Thanks for the tip. I plan to clean out the filters every 2 months. I have had the other filter running for 1 month straight now, going to do a clean out in 3 weeks and see how much **** the new filter has caught. We have a basement bathroom rough in that I need to attend to in order to get this basement more functional able and make vacuuming a lot easier...

I have one of those aquaclear 70 powerheads with quick filter. I have it sitting in a dead spot and it sure does help collect poo. I suggest using the actual filter sleeves for this attachment though. The filter floss I find tends to get out through the attachment and into the water. Plecco also likes sucking on it, and noticed it would pull the floss out. I clean my powerhead quick filter once a week and after each water change/vacuuming.
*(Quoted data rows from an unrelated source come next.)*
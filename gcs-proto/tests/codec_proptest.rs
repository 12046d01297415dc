use gcs_proto::conf::ConfPayload;
use gcs_proto::types::{ActionId, ActionType, GroupUuid, Seqno};
use gcs_proto::wire::Frame;
use proptest::prelude::*;

fn arb_action_type() -> impl Strategy<Value = ActionType> {
    prop_oneof![
        Just(ActionType::Tordered),
        Just(ActionType::CommitCut),
        Just(ActionType::StateReq),
        Just(ActionType::Join),
        Just(ActionType::Sync),
        Just(ActionType::Flow),
        Just(ActionType::Service),
    ]
}

proptest! {
    #[test]
    fn frame_roundtrip(
        action_id in any::<u64>(),
        frag_count in 1u32..2000,
        index_offset in 0u32..2000,
        ty in arb_action_type(),
        total_size in any::<u64>(),
        payload in proptest::collection::vec(any::<u8>(), 0..4096),
    ) {
        let frame = Frame {
            action_id: ActionId(action_id),
            frag_index: index_offset % frag_count,
            frag_count,
            action_type: ty,
            total_size,
            payload,
        };
        let back = Frame::from_bytes(&frame.to_bytes().unwrap()).unwrap();
        prop_assert_eq!(back, frame);
    }

    #[test]
    fn conf_roundtrip(
        seqno in -1i64..1_000_000,
        conf_id in -1i64..10_000,
        uuid in any::<[u8; 16]>(),
        st_required in any::<bool>(),
        member_count in 0usize..16,
    ) {
        let members: Vec<String> =
            (0..member_count).map(|i| format!("node{}", i)).collect();
        let conf = ConfPayload {
            seqno: Seqno(seqno),
            conf_id,
            group_uuid: GroupUuid(uuid),
            st_required,
            my_idx: 0,
            members,
        };
        let back = ConfPayload::from_bytes(&conf.to_bytes().unwrap()).unwrap();
        prop_assert_eq!(back, conf);
    }
}
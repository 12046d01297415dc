//! The node state machine.
//!
//! Owned by the delivery worker: every mutation here is driven by the
//! totally ordered event stream, so all nodes walk through identical
//! transitions. The worker applies the returned [`Effect`]s (queue pushes,
//! waiter completions, library broadcasts) outside this module.

use crate::action::Action;
use crate::backend::ViewEvent;
use crate::defrag::Defrag;
use crate::error::Error;
use crate::repl::Completion;
use crate::sequencer::Sequencer;
use gcs_proto::conf::ConfPayload;
use gcs_proto::fnv::fnv1a_128;
use gcs_proto::types::{ActionId, ActionType, GroupUuid, MemberId, Seqno, ViewId};
use gcs_proto::wire::{FlowMsg, Frame, ServiceMsg};
use smallvec::SmallVec;
use std::collections::HashMap;
use std::time::SystemTime;
use tracing::{debug, info, warn};

/// Lifecycle of a node within its group.
#[derive(Debug, Clone, Copy, PartialEq, Eq)]
pub enum NodeState {
    /// Not connected to a channel.
    Closed,
    /// Channel joined, first configuration not yet processed.
    Open,
    /// Member of a component that cannot order traffic.
    NonPrimary,
    /// Member of a primary component with a history gap; must request state
    /// transfer.
    Joiner,
    /// Serving a state transfer to a joiner.
    Donor,
    /// Full member of a primary component.
    Joined,
    /// Full member that has caught up with the group.
    Synced,
}

/// Instructions from the state machine to the delivery worker.
pub enum Effect {
    /// Enqueue for the application.
    Deliver(Action),
    /// Our own action came back: complete its waiter, or enqueue the action
    /// if no waiter was registered (a plain `send`).
    SelfDeliver {
        id: ActionId,
        completion: Completion,
        action: Action,
    },
    /// Fail one outstanding request.
    Fail { id: ActionId, error: Error },
    /// Fail every outstanding request.
    FailAll(Error),
    /// Broadcast a library-generated action through the normal send path.
    Broadcast { ty: ActionType, payload: Vec<u8> },
    /// Apply a delivered FLOW action.
    Flow { member: MemberId, pause: bool },
    /// A configuration was delivered: reset the flow-control pause set.
    FlowReset,
    /// The configuration the node now operates under, for the handle's
    /// `conf()` accessor. The first one after open is surfaced only here;
    /// later ones are additionally delivered in-stream.
    ConfInfo(ConfPayload),
}

struct MemberInfo {
    /// Whether the member possesses full history (eligible as a donor).
    joined: bool,
    /// Last applied seqno the member reported.
    applied: Seqno,
}

#[derive(Clone, Copy)]
struct MemberPosition {
    uuid: GroupUuid,
    seqno: Seqno,
    conf_id: i64,
}

struct Exchange {
    view: ViewEvent,
    /// History positions announced so far, by member.
    states: HashMap<MemberId, MemberPosition>,
    /// Non-control actions delivered before the exchange completed; replayed
    /// after the configuration, so CONF sits at the exact view boundary.
    buffered: Vec<(MemberId, ActionId, ActionType, Vec<u8>)>,
}

pub struct NodeCore {
    my_id: MemberId,
    state: NodeState,
    seq: Sequencer,
    defrag: Defrag,
    /// History position announced in state exchanges. Frozen for a joiner
    /// until its transfer completes.
    hist_uuid: GroupUuid,
    hist_seqno: Seqno,
    // Current configuration.
    conf_id: i64,
    group_uuid: GroupUuid,
    members: Vec<MemberId>,
    my_idx: u32,
    st_required: bool,
    last_prim_conf_id: i64,
    member_info: HashMap<MemberId, MemberInfo>,
    /// The transfer in progress, requester first. One at a time.
    st_pair: Option<(MemberId, MemberId)>,
    /// Highest commit cut this node broadcast as representative.
    commit_cut_sent: Seqno,
    exchange: Option<Exchange>,
    timestamping: bool,
    /// Whether the configuration that completed `open` has been produced.
    /// That first one is consumed by `open` itself and takes no local
    /// seqno; the application's stream starts right after it.
    first_conf_done: bool,
}
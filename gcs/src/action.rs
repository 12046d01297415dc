use gcs_proto::types::{ActionType, Seqno};
use std::time::SystemTime;

/// A delivered unit of replicated information.
///
/// The payload buffer is owned by the application from the moment `recv`
/// returns it; dropping the action is the release.
#[derive(Debug, Clone, PartialEq, Eq)]
pub struct Action {
    pub action_type: ActionType,
    /// Group-wide position. [`Seqno::ILL`] for non-ordered kinds and for
    /// ordered kinds delivered outside a primary configuration.
    pub global_seqno: Seqno,
    /// Per-node gapless position over everything this node delivers.
    pub local_seqno: Seqno,
    /// Index of the sending member in the configuration the action was
    /// delivered in. Library-synthesized actions carry this node's index.
    pub sender_idx: u32,
    pub payload: Vec<u8>,
    /// Local receive time, when self-timestamping is enabled.
    pub timestamp: Option<SystemTime>,
}

impl Action {
    pub fn size(&self) -> usize {
        self.payload.len()
    }
}
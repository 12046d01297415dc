//! In-process loopback transport.
//!
//! A process-global registry maps URL addresses to networks; a network keys
//! groups by channel name. Every message is fanned out to all members of a
//! group under one lock, which is what makes the delivery order total. View
//! events are enqueued under the same lock, so no message straddles a view
//! boundary.
//!
//! The module also exposes test instrumentation: a group can be forced
//! non-primary and a member can be made to crash after a number of frames,
//! which is how the view-change suites exercise partial actions.

use super::{BackendEvent, EventStream, ViewEvent};
use crate::error::{Error, Result};
use gcs_proto::types::{MemberId, ViewId};
use parking_lot::Mutex;
use std::collections::HashMap;
use std::sync::mpsc;
use std::sync::{Arc, OnceLock};
use tracing::debug;

static NETWORKS: OnceLock<Mutex<HashMap<String, Arc<Network>>>> = OnceLock::new();

fn network(address: &str) -> Arc<Network> {
    let registry = NETWORKS.get_or_init(|| Mutex::new(HashMap::new()));
    let mut map = registry.lock();
    Arc::clone(map.entry(address.to_owned()).or_insert_with(|| {
        Arc::new(Network {
            groups: Mutex::new(HashMap::new()),
        })
    }))
}

struct Network {
    groups: Mutex<HashMap<String, Group>>,
}

struct Member {
    id: MemberId,
    tx: mpsc::Sender<BackendEvent>,
}

#[derive(Default)]
struct Group {
    members: Vec<Member>,
    view_id: u64,
    next_member: u64,
    non_primary: bool,
    /// member id -> frames still allowed before a forced crash.
    crash_after: HashMap<MemberId, u64>,
}

impl Group {
    fn broadcast(&self, event: BackendEvent) {
        for member in &self.members {
            // A member whose receiver is gone is about to leave; ignore.
            let _ = member.tx.send(event.clone());
        }
    }

    fn announce_view(&mut self) {
        self.view_id += 1;
        let view = ViewEvent {
            view_id: ViewId(self.view_id),
            members: self.members.iter().map(|m| m.id.clone()).collect(),
            is_primary: !self.non_primary && !self.members.is_empty(),
        };
        self.broadcast(BackendEvent::View(view));
    }

    fn remove(&mut self, member_id: &str) -> bool {
        let before = self.members.len();
        self.members.retain(|m| m.id != member_id);
        self.crash_after.remove(member_id);
        before != self.members.len()
    }
}

/// One endpoint on the loopback network.
pub struct DummyBackend {
    network: Arc<Network>,
    membership: Mutex<Option<(String, MemberId)>>,
}

impl DummyBackend {
    pub(crate) fn connect(address: &str) -> DummyBackend {
        DummyBackend {
            network: network(address),
            membership: Mutex::new(None),
        }
    }

    pub(crate) fn join(&self, channel: &str) -> Result<EventStream> {
        let mut membership = self.membership.lock();
        if membership.is_some() {
            return Err(Error::Backend("already joined".into()));
        }
        let (tx, rx) = mpsc::channel();
        let mut groups = self.network.groups.lock();
        let group = groups.entry(channel.to_owned()).or_default();
        let id = format!("node{}", group.next_member);
        group.next_member += 1;
        group.members.push(Member {
            id: id.clone(),
            tx,
        });
        group.announce_view();
        debug!(channel, member = %id, "joined loopback group");
        *membership = Some((channel.to_owned(), id));
        Ok(EventStream::new(rx))
    }

    pub(crate) fn send_message(&self, bytes: &[u8]) -> Result<usize> {
        let membership = self.membership.lock();
        let (channel, id) = membership
            .as_ref()
            .ok_or_else(|| Error::Backend("not joined".into()))?;
        let mut groups = self.network.groups.lock();
        let group = groups
            .get_mut(channel)
            .ok_or_else(|| Error::Backend("group gone".into()))?;

        let crash_now = match group.crash_after.get_mut(id) {
            Some(left) if *left == 0 => true,
            Some(left) => {
                *left -= 1;
                false
            }
            None => false,
        };
        if crash_now {
            group.remove(id);
            group.announce_view();
            return Err(Error::Backend("member crashed".into()));
        }

        if !group.members.iter().any(|m| m.id == *id) {
            return Err(Error::Backend("not a member".into()));
        }
        group.broadcast(BackendEvent::Message {
            sender: id.clone(),
            payload: bytes.to_vec(),
        });
        Ok(bytes.len())
    }

    pub(crate) fn close(&self) {
        let mut membership = self.membership.lock();
        let Some((channel, id)) = membership.take() else {
            return;
        };
        let mut groups = self.network.groups.lock();
        let now_empty = match groups.get_mut(&channel) {
            Some(group) => {
                if group.remove(&id) {
                    if group.members.is_empty() {
                        true
                    } else {
                        group.announce_view();
                        false
                    }
                } else {
                    false
                }
            }
            None => false,
        };
        if now_empty {
            groups.remove(&channel);
        }
    }

    pub(crate) fn member_id(&self) -> Option<MemberId> {
        self.membership.lock().as_ref().map(|(_, id)| id.clone())
    }
}

/// Test control: marks the component (non-)primary and re-announces the
/// view, so members observe the change as a configuration event.
pub fn set_non_primary(address: &str, channel: &str, non_primary: bool) {
    let network = network(address);
    let mut groups = network.groups.lock();
    if let Some(group) = groups.get_mut(channel) {
        group.non_primary = non_primary;
        group.announce_view();
    }
}

/// Test control: lets `frames` more frames from `member` through, then fails
/// its next send and removes it from the group.
pub fn crash_after_frames(address: &str, channel: &str, member: &str, frames: u64) {
    let network = network(address);
    let mut groups = network.groups.lock();
    if let Some(group) = groups.get_mut(channel) {
        group.crash_after.insert(member.to_owned(), frames);
    }
}

/// Test control: removes `member` immediately, as if its host died.
pub fn kick(address: &str, channel: &str, member: &str) {
    let network = network(address);
    let mut groups = network.groups.lock();
    if let Some(group) = groups.get_mut(channel)
        && group.remove(member)
    {
        group.announce_view();
    }
}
@Loume I agree, not much tricks left in my bag either lol

I've thought about riggin up something black to cover the distracting clear intake pipes. Possibly rip a PVC or black pex pipe in half? I have it on my radar now though and will keep my eyes peeled for some sorta cover. If I go with the Universal Holey Rock in the spring, I would be able to use the middle peak of the structure to cover the intakes though.


----------



## RyTheFryGuy (Jan 23, 2015)

Used some left over black hose from my filters... Simply just cut it and slipped it over the intake tubes.


----------



## Loume (Dec 27, 2014)

+2!! Another innovative idea, I hadn't thought about that. It'll take a lil extra effort to clean, but well worth it IMO. :thumb:

Do you take credit, or should I give your wife credit for that one? :lol:


----------



## RyTheFryGuy (Jan 23, 2015)

Haha I'll take full credit for this one!


----------



## RyTheFryGuy (Jan 23, 2015)

Forgot to mention... I scored a LED strip kit from Home Deps a couple weeks ago... Simply just added it with my Flourescent lighting... Got them for night lighting but turns out they add a punch of color during the day as well. Also comes with remote and bunch of color combinations. Cost me like $25 for the lighting kit...



















This kit came with 3 bridges. Which I used to cross the canopy support. You can also see where I setup the infrared remote sensor. 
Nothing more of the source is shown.